SOURCE MATERIAL –
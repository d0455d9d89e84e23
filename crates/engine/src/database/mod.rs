//! Database struct and open logic
//!
//! This module provides the main Database struct that owns:
//! - The SQLite connection (behind a re-entrant lock)
//! - Schema initialization and pragma configuration
//! - The collection-id memo used by the catalog
//! - Transaction API
//!
//! ## Transaction API
//!
//! 1. **Closure API** (recommended): `db.transaction(|txn| { ... })`
//!    - Commit on `Ok`, rollback on `Err`
//!    - Returns the closure's return value
//!
//! 2. **Manual API**: `begin()` + `Transaction::commit()`/`rollback()`
//!    - For cases requiring external control over commit timing
//!
//! Every data operation takes `Option<&Transaction>`. With `None` the
//! operation runs on its own; on a thread that holds an open transaction it
//! joins that transaction, because the connection lock is re-entrant.

pub mod config;
pub mod schema;
pub mod sql;
mod transactions;

pub use config::{StoreConfig, CONFIG_FILE_NAME};
pub use sql::{Row, SqlValue};
pub use transactions::Transaction;

use crate::catalog::CollectionCatalog;
use crate::collection::Collection;
use crate::index::IndexManager;
use crate::serializer::{JsonSerializer, Serializer};
use dashmap::DashMap;
use once_cell::sync::Lazy;
use parking_lot::{Mutex, ReentrantMutex};
use rusqlite::{params_from_iter, Connection};
use std::collections::HashMap;
use std::path::{Path, PathBuf};
use std::sync::atomic::AtomicU64;
use std::sync::{Arc, Weak};
use std::time::Duration;
use stratadoc_core::{Document, Error, Limits, Result};
use stratadoc_query::{Param, Translator};
use tracing::{debug, info};

/// Open database files by canonical path. Opening a file that is already
/// open returns the live handle; entries are weak and go stale when the last
/// handle drops.
static OPEN_DATABASES: Lazy<Mutex<HashMap<PathBuf, Weak<Database>>>> =
    Lazy::new(|| Mutex::new(HashMap::new()));

/// An open document store over one SQLite database
///
/// Opened as `Arc<Database>`; collection, catalog and index handles keep a
/// clone of the `Arc`.
pub struct Database {
    conn: ReentrantMutex<Connection>,
    config: StoreConfig,
    path: Option<PathBuf>,
    /// Collection name -> internal id
    pub(crate) collection_ids: DashMap<String, i64>,
    savepoint_seq: AtomicU64,
}

impl std::fmt::Debug for Database {
    fn fmt(&self, f: &mut std::fmt::Formatter<'_>) -> std::fmt::Result {
        f.debug_struct("Database")
            .field("path", &self.path)
            .field("config", &self.config)
            .finish()
    }
}

impl Database {
    /// Open (or create) a database file with default configuration.
    ///
    /// Opening a path that is already open in this process returns the
    /// existing instance.
    pub fn open(path: impl AsRef<Path>) -> Result<Arc<Self>> {
        Self::open_with_config(path, StoreConfig::default())
    }

    /// Open a database file with explicit configuration.
    ///
    /// # Errors
    ///
    /// `Error::Config` for invalid configuration values, `Error::Storage`
    /// when SQLite cannot open the file.
    pub fn open_with_config(path: impl AsRef<Path>, config: StoreConfig) -> Result<Arc<Self>> {
        config.validate()?;
        let canonical = canonical_path(path.as_ref());

        // Hold the registry lock for the whole open so two threads cannot
        // create two instances for one file.
        let mut registry = OPEN_DATABASES.lock();
        if let Some(existing) = registry.get(&canonical).and_then(|weak| weak.upgrade()) {
            info!(target: "stratadoc::db", path = ?canonical, "returning existing database instance");
            return Ok(existing);
        }

        let conn = Connection::open(&canonical).map_err(Error::storage)?;
        let db = Arc::new(Self::from_connection(conn, config, Some(canonical.clone()))?);
        registry.insert(canonical.clone(), Arc::downgrade(&db));
        info!(target: "stratadoc::db", path = ?canonical, "database opened");
        Ok(db)
    }

    /// Open a private in-memory database with default configuration.
    pub fn open_in_memory() -> Result<Arc<Self>> {
        Self::open_in_memory_with_config(StoreConfig::default())
    }

    /// Open a private in-memory database.
    pub fn open_in_memory_with_config(config: StoreConfig) -> Result<Arc<Self>> {
        config.validate()?;
        let conn = Connection::open_in_memory().map_err(Error::storage)?;
        let db = Self::from_connection(conn, config, None)?;
        debug!(target: "stratadoc::db", "in-memory database opened");
        Ok(Arc::new(db))
    }

    fn from_connection(conn: Connection, config: StoreConfig, path: Option<PathBuf>) -> Result<Self> {
        configure(&conn, &config, path.is_some())?;
        schema::ensure(&conn)?;
        Ok(Database {
            conn: ReentrantMutex::new(conn),
            config,
            path,
            collection_ids: DashMap::new(),
            savepoint_seq: AtomicU64::new(0),
        })
    }

    /// File path, `None` for in-memory databases
    pub fn path(&self) -> Option<&Path> {
        self.path.as_deref()
    }

    /// Active configuration
    pub fn config(&self) -> &StoreConfig {
        &self.config
    }

    /// Document limits enforced on writes
    pub fn limits(&self) -> Limits {
        self.config.limits()
    }

    /// Translator matching the configured field naming
    pub fn translator(&self) -> Translator {
        Translator::new(self.config.field_naming)
    }

    // ========================================================================
    // Facades
    // ========================================================================

    /// Open a collection of `T`, creating it if absent.
    pub fn collection<T: Document>(self: &Arc<Self>, name: &str) -> Result<Collection<T>> {
        self.collection_with(name, JsonSerializer::new(self.config.field_naming))
    }

    /// Open a collection with a custom serializer.
    pub fn collection_with<T, S>(self: &Arc<Self>, name: &str, serializer: S) -> Result<Collection<T, S>>
    where
        T: Document,
        S: Serializer,
    {
        self.catalog().resolve(name, None)?;
        Ok(Collection::new(Arc::clone(self), name, serializer))
    }

    /// Collection registry
    pub fn catalog(self: &Arc<Self>) -> CollectionCatalog {
        CollectionCatalog::new(Arc::clone(self))
    }

    /// Index management using the configured field naming
    pub fn indexes(self: &Arc<Self>) -> IndexManager {
        IndexManager::new(Arc::clone(self), self.translator())
    }

    // ========================================================================
    // Raw SQL
    // ========================================================================

    /// Run `f` against the connection: the transaction's when given,
    /// otherwise the shared one under the lock.
    pub(crate) fn with_conn<R>(
        &self,
        txn: Option<&Transaction<'_>>,
        f: impl FnOnce(&Connection) -> Result<R>,
    ) -> Result<R> {
        match txn {
            Some(txn) => {
                debug_assert!(std::ptr::eq(txn.database(), self));
                f(txn.connection())
            }
            None => {
                let conn = self.conn.lock();
                f(&conn)
            }
        }
    }

    /// Execute a statement, returning the number of rows changed.
    pub fn execute(&self, sql: &str, params: &[Param], txn: Option<&Transaction<'_>>) -> Result<usize> {
        let values = sql::to_sql_values(params);
        self.with_conn(txn, |conn| {
            let mut stmt = conn.prepare_cached(sql).map_err(Error::storage)?;
            stmt.execute(params_from_iter(values.iter()))
                .map_err(Error::storage)
        })
    }

    /// Run a query and collect every row.
    pub fn query(&self, sql: &str, params: &[Param], txn: Option<&Transaction<'_>>) -> Result<Vec<Row>> {
        let values = sql::to_sql_values(params);
        self.with_conn(txn, |conn| {
            let mut stmt = conn.prepare_cached(sql).map_err(Error::storage)?;
            let columns = stmt.column_count();
            let rows = stmt
                .query_map(params_from_iter(values.iter()), |row| {
                    (0..columns)
                        .map(|i| row.get::<_, SqlValue>(i))
                        .collect::<rusqlite::Result<Row>>()
                })
                .map_err(Error::storage)?;
            rows.collect::<rusqlite::Result<Vec<Row>>>()
                .map_err(Error::storage)
        })
    }

    /// First column of the first row, `None` when the query returns nothing.
    pub fn scalar(
        &self,
        sql: &str,
        params: &[Param],
        txn: Option<&Transaction<'_>>,
    ) -> Result<Option<SqlValue>> {
        Ok(self
            .query(sql, params, txn)?
            .into_iter()
            .next()
            .and_then(|row| row.into_iter().next()))
    }

    /// Execute DDL or other unparameterized statements.
    pub(crate) fn execute_batch(&self, sql: &str, txn: Option<&Transaction<'_>>) -> Result<()> {
        self.with_conn(txn, |conn| conn.execute_batch(sql).map_err(Error::storage))
    }
}

impl Drop for Database {
    fn drop(&mut self) {
        if let Some(path) = &self.path {
            let mut registry = OPEN_DATABASES.lock();
            if registry
                .get(path)
                .map_or(false, |weak| weak.strong_count() == 0)
            {
                registry.remove(path);
            }
        }
    }
}

/// Apply configuration pragmas to a fresh connection
fn configure(conn: &Connection, config: &StoreConfig, on_disk: bool) -> Result<()> {
    conn.pragma_update(None, "foreign_keys", true)
        .map_err(Error::storage)?;
    conn.busy_timeout(Duration::from_millis(config.busy_timeout_ms))
        .map_err(Error::storage)?;
    conn.set_prepared_statement_cache_capacity(config.statement_cache_capacity);
    conn.pragma_update(None, "case_sensitive_like", config.case_sensitive_like)
        .map_err(Error::storage)?;
    conn.pragma_update(None, "synchronous", config.synchronous.to_ascii_lowercase())
        .map_err(Error::storage)?;

    // In-memory databases only support the "memory" journal.
    if on_disk {
        let requested = config.journal_mode.to_ascii_lowercase();
        let mode: String = conn
            .pragma_update_and_check(None, "journal_mode", &requested, |row| row.get(0))
            .map_err(Error::storage)?;
        debug!(target: "stratadoc::db", requested = %requested, active = %mode, "journal mode");
    }
    Ok(())
}

/// Best-effort canonical form of a database path, which may not exist yet
fn canonical_path(path: &Path) -> PathBuf {
    if let Ok(canonical) = path.canonicalize() {
        return canonical;
    }
    match (path.parent(), path.file_name()) {
        (Some(parent), Some(name)) => {
            let parent = if parent.as_os_str().is_empty() {
                Path::new(".")
            } else {
                parent
            };
            parent
                .canonicalize()
                .map(|dir| dir.join(name))
                .unwrap_or_else(|_| path.to_path_buf())
        }
        _ => path.to_path_buf(),
    }
}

PROBLEM DETAILS – Using the material above, find each line that holds "create" and copy that line.

THE ANSWER –
    /// Open (or create) a database file with default configuration.
        // create two instances for one file.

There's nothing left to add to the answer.